» **Assigned task**
Please restate the data word for word.

==== Provided data

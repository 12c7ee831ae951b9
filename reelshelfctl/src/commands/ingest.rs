use std::path::PathBuf;
use std::sync::Arc;

use anyhow::{Context, Result};
use clap::Args;
use reelshelf_core::ingest::{
    IngestionJob, IngestionService, JobPhase, SubmitReport,
};
use reelshelf_core::store::ContentStore;
use reelshelf_model::{CatalogId, EpisodeRange, SeasonNumber};
use tokio::task::JoinSet;
use tracing::{info, warn};

use super::open_store;
use crate::config::Config;
use crate::manifest::{ManifestEntry, read_manifest};

#[derive(Debug, Args)]
pub struct IngestArgs {
    /// Catalog id of the target series
    pub catalog_id: CatalogId,

    /// Season for a bounded batch
    #[arg(long, required_unless_present = "open", requires = "range")]
    pub season: Option<SeasonNumber>,

    /// Episode range for a bounded batch, e.g. `1-5` or `3`
    #[arg(long, required_unless_present = "open", requires = "season")]
    pub range: Option<EpisodeRange>,

    /// Accept any season and episode; finished when the manifest ends
    #[arg(long, conflicts_with_all = ["season", "range"])]
    pub open: bool,

    /// JSON-lines manifest of items to submit
    #[arg(long)]
    pub items: PathBuf,
}

#[derive(Debug, Default)]
struct Tally {
    accepted: usize,
    skipped: usize,
    rejected: usize,
}

impl Tally {
    fn count(&mut self, report: &SubmitReport) {
        if report.result.is_accepted() {
            self.accepted += 1;
        } else if report.result.is_skipped() {
            self.skipped += 1;
        } else {
            self.rejected += 1;
        }
    }
}

pub async fn run(config: &Config, args: IngestArgs) -> Result<()> {
    let entries = read_manifest(&args.items).await?;
    let store = open_store(config).await?;
    let service = Arc::new(IngestionService::new(
        Arc::new(store),
        config.ingest.clone(),
    ));

    let job = match (args.season, args.range) {
        (Some(season), Some(range)) if !args.open => service
            .create_bounded_job(
                &args.catalog_id,
                season.value(),
                range.start().value(),
                range.end().value(),
            )
            .await
            .context("failed to open bounded ingestion job")?,
        _ => service
            .create_open_job(&args.catalog_id)
            .await
            .context("failed to open ingestion job")?,
    };
    let job = Arc::new(job);
    println!("Ingesting into \"{}\" (job {})", job.title(), job.id());

    let mut tally = Tally::default();
    let mut tasks = JoinSet::new();
    for ManifestEntry { line, item } in entries {
        let Some(media) = item.media_ref() else {
            println!("line {line}: rejected: document is not a video");
            tally.rejected += 1;
            continue;
        };
        if media.needs_conversion() {
            warn!(line, "document is not MP4; some clients may not play it");
        }
        let service = Arc::clone(&service);
        let job = Arc::clone(&job);
        tasks.spawn(async move {
            let report = service.submit(&job, &item.caption, media).await;
            (line, report)
        });
    }

    while let Some(joined) = tasks.join_next().await {
        let (line, report) = joined.context("ingestion task failed")?;
        tally.count(&report);
        println!("line {line}: {}", report.result);
        if let Some(progress) = &report.progress {
            println!("{progress}");
        }
        if let Some(summary) = &report.summary {
            println!("{summary}");
        }
    }

    finish(&service, &job);
    info!(
        job_id = %job.id(),
        accepted = tally.accepted,
        skipped = tally.skipped,
        rejected = tally.rejected,
        "manifest processed"
    );
    println!(
        "Items: {} added, {} skipped, {} rejected",
        tally.accepted, tally.skipped, tally.rejected
    );
    Ok(())
}

fn finish<S: ContentStore + ?Sized>(
    service: &IngestionService<S>,
    job: &IngestionJob,
) {
    if job.mode().is_open() {
        println!("{}", service.finish_open_job(job));
        return;
    }
    if job.phase() == JobPhase::Collecting {
        let snapshot = job.snapshot();
        println!(
            "Batch incomplete: received {} of {} episodes; job cancelled",
            snapshot.processed(),
            job.expected_count().unwrap_or_default()
        );
        service.cancel(job);
    }
}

========

» **Written answer**
repository 12c7ee831ae951b9
filename reelshelfctl/src/commands/ingest.rs
use std::path::PathBuf;
use std::sync::Arc;

use anyhow::{Context, Result};
use clap::Args;
use reelshelf_core::ingest::{
    IngestionJob, IngestionService, JobPhase, SubmitReport,
};
use reelshelf_core::store::ContentStore;
use reelshelf_model::{CatalogId, EpisodeRange, SeasonNumber};
use tokio::task::JoinSet;
use tracing::{info, warn};

use super::open_store;
use crate::config::Config;
use crate::manifest::{ManifestEntry, read_manifest};

#[derive(Debug, Args)]
pub struct IngestArgs {
    /// Catalog id of the target series
    pub catalog_id: CatalogId,

    /// Season for a bounded batch
    #[arg(long, required_unless_present = "open", requires = "range")]
    pub season: Option<SeasonNumber>,

    /// Episode range for a bounded batch, e.g. `1-5` or `3`
    #[arg(long, required_unless_present = "open", requires = "season")]
    pub range: Option<EpisodeRange>,

    /// Accept any season and episode; finished when the manifest ends
    #[arg(long, conflicts_with_all = ["season", "range"])]
    pub open: bool,

    /// JSON-lines manifest of items to submit
    #[arg(long)]
    pub items: PathBuf,
}

#[derive(Debug, Default)]
struct Tally {
    accepted: usize,
    skipped: usize,
    rejected: usize,
}

impl Tally {
    fn count(&mut self, report: &SubmitReport) {
        if report.result.is_accepted() {
            self.accepted += 1;
        } else if report.result.is_skipped() {
            self.skipped += 1;
        } else {
            self.rejected += 1;
        }
    }
}

pub async fn run(config: &Config, args: IngestArgs) -> Result<()> {
    let entries = read_manifest(&args.items).await?;
    let store = open_store(config).await?;
    let service = Arc::new(IngestionService::new(
        Arc::new(store),
        config.ingest.clone(),
    ));

    let job = match (args.season, args.range) {
        (Some(season), Some(range)) if !args.open => service
            .create_bounded_job(
                &args.catalog_id,
                season.value(),
                range.start().value(),
                range.end().value(),
            )
            .await
            .context("failed to open bounded ingestion job")?,
        _ => service
            .create_open_job(&args.catalog_id)
            .await
            .context("failed to open ingestion job")?,
    };
    let job = Arc::new(job);
    println!("Ingesting into \"{}\" (job {})", job.title(), job.id());

    let mut tally = Tally::default();
    let mut tasks = JoinSet::new();
    for ManifestEntry { line, item } in entries {
        let Some(media) = item.media_ref() else {
            println!("line {line}: rejected: document is not a video");
            tally.rejected += 1;
            continue;
        };
        if media.needs_conversion() {
            warn!(line, "document is not MP4; some clients may not play it");
        }
        let service = Arc::clone(&service);
        let job = Arc::clone(&job);
        tasks.spawn(async move {
            let report = service.submit(&job, &item.caption, media).await;
            (line, report)
        });
    }

    while let Some(joined) = tasks.join_next().await {
        let (line, report) = joined.context("ingestion task failed")?;
        tally.count(&report);
        println!("line {line}: {}", report.result);
        if let Some(progress) = &report.progress {
            println!("{progress}");
        }
        if let Some(summary) = &report.summary {
            println!("{summary}");
        }
    }

    finish(&service, &job);
    info!(
        job_id = %job.id(),
        accepted = tally.accepted,
        skipped = tally.skipped,
        rejected = tally.rejected,
        "manifest processed"
    );
    println!(
        "Items: {} added, {} skipped, {} rejected",
        tally.accepted, tally.skipped, tally.rejected
    );
    Ok(())
}

fn finish<S: ContentStore + ?Sized>(
    service: &IngestionService<S>,
    job: &IngestionJob,
) {
    if job.mode().is_open() {
        println!("{}", service.finish_open_job(job));
        return;
    }
    if job.phase() == JobPhase::Collecting {
        let snapshot = job.snapshot();
        println!(
            "Batch incomplete: received {} of {} episodes; job cancelled",
            snapshot.processed(),
            job.expected_count().unwrap_or_default()
        );
        service.cancel(job);
    }
}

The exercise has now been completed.